### ACTION ITEM
From the listing below, pull out every line where the string "read" appears.
+--
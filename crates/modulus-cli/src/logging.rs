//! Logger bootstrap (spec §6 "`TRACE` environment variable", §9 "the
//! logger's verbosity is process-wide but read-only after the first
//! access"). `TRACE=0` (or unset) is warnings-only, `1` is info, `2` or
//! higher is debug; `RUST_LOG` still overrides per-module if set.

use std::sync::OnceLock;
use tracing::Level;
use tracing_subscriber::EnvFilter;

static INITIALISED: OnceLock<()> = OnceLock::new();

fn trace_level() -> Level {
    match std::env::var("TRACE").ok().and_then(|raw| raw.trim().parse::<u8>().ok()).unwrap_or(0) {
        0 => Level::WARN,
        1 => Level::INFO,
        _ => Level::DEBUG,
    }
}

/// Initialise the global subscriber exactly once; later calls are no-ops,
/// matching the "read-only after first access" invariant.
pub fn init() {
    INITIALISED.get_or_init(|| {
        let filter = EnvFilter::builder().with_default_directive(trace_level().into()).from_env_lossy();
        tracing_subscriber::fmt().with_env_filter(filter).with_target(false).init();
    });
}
+--
### WRITTEN REPLY
//! logger's verbosity is process-wide but read-only after the first
/// matching the "read-only after first access" invariant.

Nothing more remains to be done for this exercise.